» **Task instructions**: Look for the string "crate" in the data below, and copy each line that holds it.

(Saved data entries)
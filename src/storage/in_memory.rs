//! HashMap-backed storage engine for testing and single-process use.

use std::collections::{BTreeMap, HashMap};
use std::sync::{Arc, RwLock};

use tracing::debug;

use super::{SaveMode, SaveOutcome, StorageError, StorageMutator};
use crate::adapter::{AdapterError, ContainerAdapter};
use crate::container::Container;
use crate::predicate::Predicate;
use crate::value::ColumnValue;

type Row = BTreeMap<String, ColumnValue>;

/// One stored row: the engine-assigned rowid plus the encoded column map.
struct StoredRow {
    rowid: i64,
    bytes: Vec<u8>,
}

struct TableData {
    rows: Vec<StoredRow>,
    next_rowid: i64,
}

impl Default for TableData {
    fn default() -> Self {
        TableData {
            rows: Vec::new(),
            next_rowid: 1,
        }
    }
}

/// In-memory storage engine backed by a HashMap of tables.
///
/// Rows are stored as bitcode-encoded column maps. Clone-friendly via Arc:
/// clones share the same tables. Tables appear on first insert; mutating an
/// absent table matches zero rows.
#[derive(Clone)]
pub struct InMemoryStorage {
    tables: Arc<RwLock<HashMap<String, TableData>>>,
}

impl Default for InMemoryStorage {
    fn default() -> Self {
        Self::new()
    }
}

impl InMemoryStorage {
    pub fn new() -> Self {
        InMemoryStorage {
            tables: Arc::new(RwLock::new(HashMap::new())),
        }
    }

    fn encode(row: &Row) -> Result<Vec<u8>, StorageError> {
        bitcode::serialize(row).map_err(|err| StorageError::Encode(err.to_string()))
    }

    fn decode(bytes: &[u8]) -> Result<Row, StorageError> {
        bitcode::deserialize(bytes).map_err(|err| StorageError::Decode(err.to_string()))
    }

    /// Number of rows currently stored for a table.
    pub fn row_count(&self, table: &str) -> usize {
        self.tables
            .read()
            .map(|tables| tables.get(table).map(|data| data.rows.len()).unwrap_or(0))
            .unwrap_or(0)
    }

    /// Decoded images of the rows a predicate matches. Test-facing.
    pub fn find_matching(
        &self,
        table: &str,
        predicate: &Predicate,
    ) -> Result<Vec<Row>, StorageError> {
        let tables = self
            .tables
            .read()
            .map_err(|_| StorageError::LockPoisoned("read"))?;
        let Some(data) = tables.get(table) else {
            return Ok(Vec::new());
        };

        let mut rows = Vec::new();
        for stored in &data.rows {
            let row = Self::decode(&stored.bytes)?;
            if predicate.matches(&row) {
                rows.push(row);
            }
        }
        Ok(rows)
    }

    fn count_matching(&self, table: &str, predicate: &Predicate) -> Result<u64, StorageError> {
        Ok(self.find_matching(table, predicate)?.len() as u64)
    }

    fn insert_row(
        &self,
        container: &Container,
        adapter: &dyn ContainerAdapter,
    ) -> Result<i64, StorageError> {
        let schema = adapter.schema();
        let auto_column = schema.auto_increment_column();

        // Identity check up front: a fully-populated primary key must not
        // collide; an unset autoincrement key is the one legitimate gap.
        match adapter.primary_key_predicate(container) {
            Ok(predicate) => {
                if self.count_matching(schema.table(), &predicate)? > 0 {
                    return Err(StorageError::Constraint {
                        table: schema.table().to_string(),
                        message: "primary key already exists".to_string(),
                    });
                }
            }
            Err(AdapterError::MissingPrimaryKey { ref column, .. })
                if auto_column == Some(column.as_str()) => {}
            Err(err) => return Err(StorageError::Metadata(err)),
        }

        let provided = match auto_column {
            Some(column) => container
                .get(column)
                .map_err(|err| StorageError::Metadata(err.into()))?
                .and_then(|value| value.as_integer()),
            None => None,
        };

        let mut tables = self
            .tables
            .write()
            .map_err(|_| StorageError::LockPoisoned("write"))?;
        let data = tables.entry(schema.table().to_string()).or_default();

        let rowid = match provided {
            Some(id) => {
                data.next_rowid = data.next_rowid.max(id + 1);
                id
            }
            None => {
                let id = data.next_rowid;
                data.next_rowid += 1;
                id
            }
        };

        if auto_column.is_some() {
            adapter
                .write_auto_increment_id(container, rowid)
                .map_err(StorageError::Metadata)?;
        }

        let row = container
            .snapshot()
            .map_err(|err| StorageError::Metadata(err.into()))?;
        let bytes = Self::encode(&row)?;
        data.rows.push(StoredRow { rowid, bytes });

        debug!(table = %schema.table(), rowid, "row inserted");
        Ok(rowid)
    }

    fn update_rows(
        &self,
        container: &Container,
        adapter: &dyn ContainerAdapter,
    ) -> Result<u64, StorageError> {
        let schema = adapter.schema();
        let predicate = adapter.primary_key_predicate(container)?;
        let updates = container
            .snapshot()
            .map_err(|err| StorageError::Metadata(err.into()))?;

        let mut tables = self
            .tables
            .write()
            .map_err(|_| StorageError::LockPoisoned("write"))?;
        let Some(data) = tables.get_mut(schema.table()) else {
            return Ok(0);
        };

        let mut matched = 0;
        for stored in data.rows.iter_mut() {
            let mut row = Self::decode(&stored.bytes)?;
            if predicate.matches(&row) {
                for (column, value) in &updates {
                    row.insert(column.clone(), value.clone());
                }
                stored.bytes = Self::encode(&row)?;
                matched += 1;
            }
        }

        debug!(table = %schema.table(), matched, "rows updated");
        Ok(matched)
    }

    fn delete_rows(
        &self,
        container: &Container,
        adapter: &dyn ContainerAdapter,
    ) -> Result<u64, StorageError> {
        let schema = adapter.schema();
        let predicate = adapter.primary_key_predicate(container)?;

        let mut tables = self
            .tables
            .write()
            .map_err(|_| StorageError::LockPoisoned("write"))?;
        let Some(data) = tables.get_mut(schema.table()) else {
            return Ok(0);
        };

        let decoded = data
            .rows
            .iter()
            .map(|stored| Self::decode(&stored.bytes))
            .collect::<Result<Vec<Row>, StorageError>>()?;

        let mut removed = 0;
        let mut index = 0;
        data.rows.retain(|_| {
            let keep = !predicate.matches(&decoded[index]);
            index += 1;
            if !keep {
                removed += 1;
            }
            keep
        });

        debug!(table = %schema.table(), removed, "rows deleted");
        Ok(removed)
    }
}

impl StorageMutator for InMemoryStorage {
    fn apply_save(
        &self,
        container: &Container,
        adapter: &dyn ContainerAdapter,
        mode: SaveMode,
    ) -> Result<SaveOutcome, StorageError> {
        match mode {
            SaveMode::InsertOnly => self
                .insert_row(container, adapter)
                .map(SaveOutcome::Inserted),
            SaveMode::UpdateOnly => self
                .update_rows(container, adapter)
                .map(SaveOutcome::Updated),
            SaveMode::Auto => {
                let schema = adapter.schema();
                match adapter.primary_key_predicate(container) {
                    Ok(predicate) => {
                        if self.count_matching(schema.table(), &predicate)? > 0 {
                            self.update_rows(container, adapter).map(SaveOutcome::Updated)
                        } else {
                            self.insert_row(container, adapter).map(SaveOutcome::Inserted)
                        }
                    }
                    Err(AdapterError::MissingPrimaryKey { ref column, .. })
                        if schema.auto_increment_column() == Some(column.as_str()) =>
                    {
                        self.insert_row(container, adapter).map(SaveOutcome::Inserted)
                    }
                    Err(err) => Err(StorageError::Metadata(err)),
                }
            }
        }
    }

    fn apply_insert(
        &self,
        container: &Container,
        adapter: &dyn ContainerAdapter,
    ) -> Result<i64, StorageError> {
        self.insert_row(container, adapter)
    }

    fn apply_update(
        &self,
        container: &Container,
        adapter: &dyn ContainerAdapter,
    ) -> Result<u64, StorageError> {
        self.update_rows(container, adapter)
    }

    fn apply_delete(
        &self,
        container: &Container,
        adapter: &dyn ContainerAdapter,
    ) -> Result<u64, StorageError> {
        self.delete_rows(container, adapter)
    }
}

» **Solution for this problem**:
use crate::adapter::{AdapterError, ContainerAdapter};
use crate::container::Container;
use crate::predicate::Predicate;
use crate::value::ColumnValue;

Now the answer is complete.